Would you restate the entries below word for word, starting at the first line and ending with the one that has "nonces are refused."?

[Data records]

=== Section Start ===

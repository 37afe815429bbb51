//! Replay protection for signed gateway requests.
//!
//! A nonce is registered after its request's signature verifies and must
//! never be accepted again while its record lives. Two stores are provided:
//!
//! - [`InMemoryNonceStore`]: process-local with per-entry expiry. A live nonce
//!   is never evicted; when the store is full new nonces are refused.
//! - [`DurableNonceStore`]: the in-memory store backed by the shared store, so
//!   a nonce seen by one service instance is rejected by the others. Records
//!   are persisted through a [`WriteBatcher`]; a store outage falls back to
//!   the local view.

use std::{
    sync::{
        Arc,
        atomic::{AtomicU64, Ordering},
    },
    time::{Duration, Instant},
};

use async_trait::async_trait;
use moka::{future::Cache, notification::RemovalCause};
use perimeter_storage::{BatchEntry, Environment, StorageBackend, WriteBatcher, keys};
use tracing::warn;

/// Default maximum number of nonces tracked in memory.
pub const DEFAULT_NONCE_CAPACITY: u64 = 100_000;

/// Tracks nonces of accepted requests.
#[async_trait]
pub trait NonceStore: Send + Sync {
    /// Returns `true` if `nonce` was accepted and has not expired.
    async fn contains(&self, nonce: &str) -> bool;

    /// Records `nonce` for `ttl`.
    ///
    /// Returns `false` if it was already recorded or cannot be tracked; the
    /// check and the insert are atomic, so of two concurrent registrations
    /// exactly one wins.
    async fn register(&self, nonce: &str, ttl: Duration) -> bool;

    /// Forgets every recorded nonce.
    async fn clear(&self);
}

/// Per-entry expiry policy that stores the absolute deadline as the value.
struct NonceExpiry;

impl moka::Expiry<String, Instant> for NonceExpiry {
    fn expire_after_create(
        &self,
        _key: &String,
        value: &Instant,
        created_at: Instant,
    ) -> Option<Duration> {
        Some(value.saturating_duration_since(created_at))
    }
}

/// In-memory nonce store backed by a [`moka::future::Cache`].
///
/// Entries leave only when their TTL runs out or the store is cleared. Once
/// `max_capacity` nonces are live, [`register`](NonceStore::register) refuses
/// new ones until some expire, so the request is rejected instead of an
/// older nonce being forgotten inside its replay window.
#[derive(Clone)]
pub struct InMemoryNonceStore {
    /// Cache mapping nonce → expiration instant.
    seen: Cache<String, Instant>,
    /// Slots held by inserted entries not yet removed from the cache.
    live: Arc<AtomicU64>,
    capacity: u64,
}

impl std::fmt::Debug for InMemoryNonceStore {
    fn fmt(&self, f: &mut std::fmt::Formatter<'_>) -> std::fmt::Result {
        f.debug_struct("InMemoryNonceStore")
            .field("live", &self.live.load(Ordering::Relaxed))
            .field("capacity", &self.capacity)
            .finish()
    }
}

impl Default for InMemoryNonceStore {
    fn default() -> Self {
        Self::new(DEFAULT_NONCE_CAPACITY)
    }
}

impl InMemoryNonceStore {
    /// Creates a store tracking at most `max_capacity` live nonces.
    #[must_use]
    pub fn new(max_capacity: u64) -> Self {
        let live = Arc::new(AtomicU64::new(0));
        let released = Arc::clone(&live);
        let seen = Cache::builder()
            .expire_after(NonceExpiry)
            .eviction_listener(move |_nonce, _expires, cause| {
                if cause != RemovalCause::Replaced {
                    released.fetch_sub(1, Ordering::AcqRel);
                }
            })
            .build();
        Self { seen, live, capacity: max_capacity }
    }

    /// Runs pending expiry housekeeping.
    pub async fn run_pending_tasks(&self) {
        self.seen.run_pending_tasks().await;
    }

    /// Number of slots currently held.
    #[must_use]
    pub fn live_count(&self) -> u64 {
        self.live.load(Ordering::Acquire)
    }

    /// Claims a slot, purging expired entries first if the store looks full.
    async fn reserve(&self) -> bool {
        if self.try_reserve() {
            return true;
        }
        self.seen.run_pending_tasks().await;
        self.try_reserve()
    }

    fn try_reserve(&self) -> bool {
        let claim = |n: u64| (n < self.capacity).then_some(n + 1);
        self.live.fetch_update(Ordering::AcqRel, Ordering::Acquire, claim).is_ok()
    }
}

#[async_trait]
impl NonceStore for InMemoryNonceStore {
    async fn contains(&self, nonce: &str) -> bool {
        self.seen.contains_key(nonce)
    }

    async fn register(&self, nonce: &str, ttl: Duration) -> bool {
        if !self.reserve().await {
            warn!(capacity = self.capacity, "nonce store full, refusing new nonce");
            return false;
        }
        let expiration = Instant::now() + ttl;
        let fresh = self.seen.entry(nonce.to_owned()).or_insert(expiration).await.is_fresh();
        if !fresh {
            self.live.fetch_sub(1, Ordering::AcqRel);
        }
        fresh
    }

    async fn clear(&self) {
        self.seen.invalidate_all();
        self.seen.run_pending_tasks().await;
    }
}

/// Nonce store shared across service instances through the shared store.
#[derive(Clone)]
pub struct DurableNonceStore {
    local: InMemoryNonceStore,
    backend: Arc<dyn StorageBackend>,
    batcher: WriteBatcher,
    env: Environment,
}

impl std::fmt::Debug for DurableNonceStore {
    fn fmt(&self, f: &mut std::fmt::Formatter<'_>) -> std::fmt::Result {
        f.debug_struct("DurableNonceStore")
            .field("env", &self.env)
            .field("local", &self.local)
            .finish_non_exhaustive()
    }
}

impl DurableNonceStore {
    /// Creates a store reading from `backend` and persisting via `batcher`.
    #[must_use]
    pub fn new(
        local: InMemoryNonceStore,
        backend: Arc<dyn StorageBackend>,
        batcher: WriteBatcher,
        env: Environment,
    ) -> Self {
        Self { local, backend, batcher, env }
    }

    /// The batcher persisting nonce records.
    #[must_use]
    pub fn batcher(&self) -> &WriteBatcher {
        &self.batcher
    }
}

#[async_trait]
impl NonceStore for DurableNonceStore {
    async fn contains(&self, nonce: &str) -> bool {
        if self.local.contains(nonce).await {
            return true;
        }
        match self.backend.get(&keys::nonce(self.env, nonce)).await {
            Ok(found) => found.is_some(),
            Err(err) => {
                warn!(error = %err, "nonce lookup failed, using local view");
                false
            },
        }
    }

    async fn register(&self, nonce: &str, ttl: Duration) -> bool {
        if !self.local.register(nonce, ttl).await {
            return false;
        }
        let first_seen = chrono::Utc::now().timestamp_millis().to_string();
        self.batcher.enqueue(BatchEntry::with_ttl(
            keys::nonce(self.env, nonce),
            first_seen.into_bytes(),
            ttl,
        ));
        true
    }

    async fn clear(&self) {
        self.local.clear().await;
        self.batcher.clear();
    }
}

#[cfg(test)]
#[allow(clippy::unwrap_used, clippy::expect_used)]
mod tests {
    use perimeter_storage::{BatchConfig, testutil::FlakyBackend};

    use super::*;

    #[tokio::test]
    async fn test_first_registration_accepted() {
        let store = InMemoryNonceStore::new(100);
        assert!(!store.contains("n-1").await);
        assert!(store.register("n-1", Duration::from_secs(60)).await);
        assert!(store.contains("n-1").await);
    }

    #[tokio::test]
    async fn test_second_registration_rejected() {
        let store = InMemoryNonceStore::new(100);
        assert!(store.register("n-2", Duration::from_secs(60)).await);
        assert!(!store.register("n-2", Duration::from_secs(60)).await);
    }

    #[tokio::test]
    async fn test_nonce_accepted_again_after_expiration() {
        let store = InMemoryNonceStore::new(100);
        store.register("n-3", Duration::from_millis(50)).await;

        tokio::time::sleep(Duration::from_millis(100)).await;
        store.run_pending_tasks().await;

        assert!(!store.contains("n-3").await);
        assert!(store.register("n-3", Duration::from_secs(60)).await);
    }

    #[tokio::test]
    async fn test_clear_forgets_nonces() {
        let store = InMemoryNonceStore::new(100);
        store.register("n-4", Duration::from_secs(60)).await;
        store.clear().await;
        assert!(!store.contains("n-4").await);
    }

    #[tokio::test]
    async fn test_clear_frees_capacity() {
        let store = InMemoryNonceStore::new(1);
        assert!(store.register("first", Duration::from_secs(60)).await);
        store.clear().await;
        assert!(store.register("second", Duration::from_secs(60)).await);
    }

    #[tokio::test]
    async fn test_full_store_keeps_live_nonces_and_refuses_new_ones() {
        let store = InMemoryNonceStore::new(4);
        assert!(store.register("captured", Duration::from_secs(600)).await);

        let accepted = {
            let mut accepted = 0;
            for i in 0..64 {
                if store.register(&format!("other-{i}"), Duration::from_secs(600)).await {
                    accepted += 1;
                }
            }
            accepted
        };
        store.run_pending_tasks().await;

        assert_eq!(accepted, 3, "only the free slots are handed out");
        assert!(store.contains("captured").await);
        assert!(!store.register("captured", Duration::from_secs(600)).await);
        assert_eq!(store.live_count(), 4);
    }

    #[tokio::test]
    async fn test_expired_nonces_free_capacity() {
        let store = InMemoryNonceStore::new(2);
        assert!(store.register("a", Duration::from_millis(50)).await);
        assert!(store.register("b", Duration::from_millis(50)).await);
        assert!(!store.register("c", Duration::from_secs(60)).await);

        tokio::time::sleep(Duration::from_millis(100)).await;
        assert!(store.register("c", Duration::from_secs(60)).await);
    }

    #[tokio::test]
    async fn test_duplicate_does_not_hold_a_slot() {
        let store = InMemoryNonceStore::new(2);
        assert!(store.register("a", Duration::from_secs(60)).await);
        assert!(!store.register("a", Duration::from_secs(60)).await);
        assert!(store.register("b", Duration::from_secs(60)).await);
    }

    #[tokio::test(flavor = "multi_thread", worker_threads = 4)]
    async fn test_concurrent_registration_has_one_winner() {
        let store = InMemoryNonceStore::new(100);
        let tasks: Vec<_> = (0..8)
            .map(|_| {
                let store = store.clone();
                tokio::spawn(async move { store.register("race", Duration::from_secs(60)).await })
            })
            .collect();

        let mut winners = 0;
        for task in tasks {
            if task.await.unwrap() {
                winners += 1;
            }
        }
        assert_eq!(winners, 1);
    }

    fn durable(backend: &Arc<FlakyBackend>) -> DurableNonceStore {
        let batcher = WriteBatcher::new("nonces", backend.clone(), BatchConfig::default());
        DurableNonceStore::new(
            InMemoryNonceStore::new(100),
            backend.clone(),
            batcher,
            Environment::Development,
        )
    }

    #[tokio::test]
    async fn test_durable_store_shares_nonces_between_instances() {
        let backend = Arc::new(FlakyBackend::new());
        let gateway_a = durable(&backend);
        let gateway_b = durable(&backend);

        assert!(gateway_a.register("shared", Duration::from_secs(60)).await);
        gateway_a.batcher().flush().await.unwrap();

        assert!(gateway_b.contains("shared").await);
        assert!(backend.inner().get("nonce:development:shared").await.unwrap().is_some());
    }

    #[tokio::test]
    async fn test_durable_store_falls_back_to_local_view() {
        let backend = Arc::new(FlakyBackend::new());
        let store = durable(&backend);
        store.register("local", Duration::from_secs(60)).await;

        backend.set_failing(true);
        assert!(store.contains("local").await);
        assert!(!store.contains("unknown").await);
    }
}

=== Section End ===

Response to this task:
repository 37afe815429bbb51
//! Replay protection for signed gateway requests.
//!
//! A nonce is registered after its request's signature verifies and must
//! never be accepted again while its record lives. Two stores are provided:
//!
//! - [`InMemoryNonceStore`]: process-local with per-entry expiry. A live nonce
//!   is never evicted; when the store is full new nonces are refused.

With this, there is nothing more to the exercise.